» What the exercise asks: Pick the lines holding the string "FrameScheduler" out of the records and copy them.

» Data extracts:
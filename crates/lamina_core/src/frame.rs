//! Frame scheduler
//!
//! Collects work to run on the next display refresh. Two kinds of
//! registration are supported:
//!
//! - **Unnamed** ([`FrameScheduler::request`]): every call queues its own task.
//! - **Named** ([`FrameScheduler::once`]): at most one task per key per frame.
//!   Registering again under a key that is already pending replaces the task
//!   (most recent registration wins) but keeps the key's original position.
//!
//! When a frame is taken, named tasks come first in order of first
//! registration, then unnamed tasks in request order.

use std::fmt;
use std::hash::Hash;

use indexmap::IndexMap;

/// Work collected for one frame
#[derive(Debug)]
pub struct FrameBatch<K, T> {
    /// Deduplicated named tasks, in order of first registration
    pub named: Vec<(K, T)>,
    /// Unnamed tasks, in request order
    pub unnamed: Vec<T>,
}

impl<K, T> FrameBatch<K, T> {
    pub fn is_empty(&self) -> bool {
        self.named.is_empty() && self.unnamed.is_empty()
    }

    pub fn len(&self) -> usize {
        self.named.len() + self.unnamed.len()
    }
}

/// Pending frame work, keyed for deduplication by `K`
pub struct FrameScheduler<K, T> {
    named: IndexMap<K, T>,
    unnamed: Vec<T>,
    frames_taken: u64,
}

impl<K, T> FrameScheduler<K, T>
where
    K: Hash + Eq + fmt::Debug,
{
    pub fn new() -> Self {
        Self {
            named: IndexMap::new(),
            unnamed: Vec::new(),
            frames_taken: 0,
        }
    }

    /// Queue a task for the next frame
    pub fn request(&mut self, task: T) {
        self.unnamed.push(task);
    }

    /// Register a deduplicated task for the next frame.
    ///
    /// Returns `true` if an earlier registration under the same key was
    /// replaced.
    pub fn once(&mut self, key: K, task: T) -> bool {
        if let Some(slot) = self.named.get_mut(&key) {
            tracing::trace!(?key, "replacing pending frame registration");
            *slot = task;
            return true;
        }
        tracing::trace!(?key, "registering frame task");
        self.named.insert(key, task);
        false
    }

    /// True if the named key is waiting for the next frame
    pub fn is_registered(&self, key: &K) -> bool {
        self.named.contains_key(key)
    }

    /// True if any work is waiting for the next frame
    pub fn has_pending(&self) -> bool {
        !self.named.is_empty() || !self.unnamed.is_empty()
    }

    /// Number of tasks waiting for the next frame
    pub fn pending_len(&self) -> usize {
        self.named.len() + self.unnamed.len()
    }

    /// Number of frames taken so far
    pub fn frames_taken(&self) -> u64 {
        self.frames_taken
    }

    /// Take everything registered so far. Tasks registered while the batch is
    /// being processed land in the following frame.
    pub fn take_frame(&mut self) -> FrameBatch<K, T> {
        self.frames_taken += 1;
        FrameBatch {
            named: self.named.drain(..).collect(),
            unnamed: std::mem::take(&mut self.unnamed),
        }
    }

    /// Take only the unnamed tasks, leaving named registrations pending.
    /// Used to fold work queued mid-frame into the frame being delivered.
    pub fn take_requests(&mut self) -> Vec<T> {
        std::mem::take(&mut self.unnamed)
    }
}

impl<K, T> Default for FrameScheduler<K, T>
where
    K: Hash + Eq + fmt::Debug,
{
    fn default() -> Self {
        Self::new()
    }
}

impl<K, T> fmt::Debug for FrameScheduler<K, T>
where
    K: fmt::Debug,
{
    fn fmt(&self, f: &mut fmt::Formatter<'_>) -> fmt::Result {
        f.debug_struct("FrameScheduler")
            .field("named", &self.named.keys().collect::<Vec<_>>())
            .field("unnamed", &self.unnamed.len())
            .field("frames_taken", &self.frames_taken)
            .finish()
    }
}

» Task result:
//! - **Unnamed** ([`FrameScheduler::request`]): every call queues its own task.
//! - **Named** ([`FrameScheduler::once`]): at most one task per key per frame.
pub struct FrameScheduler<K, T> {
impl<K, T> FrameScheduler<K, T>
impl<K, T> Default for FrameScheduler<K, T>
impl<K, T> fmt::Debug for FrameScheduler<K, T>
        f.debug_struct("FrameScheduler")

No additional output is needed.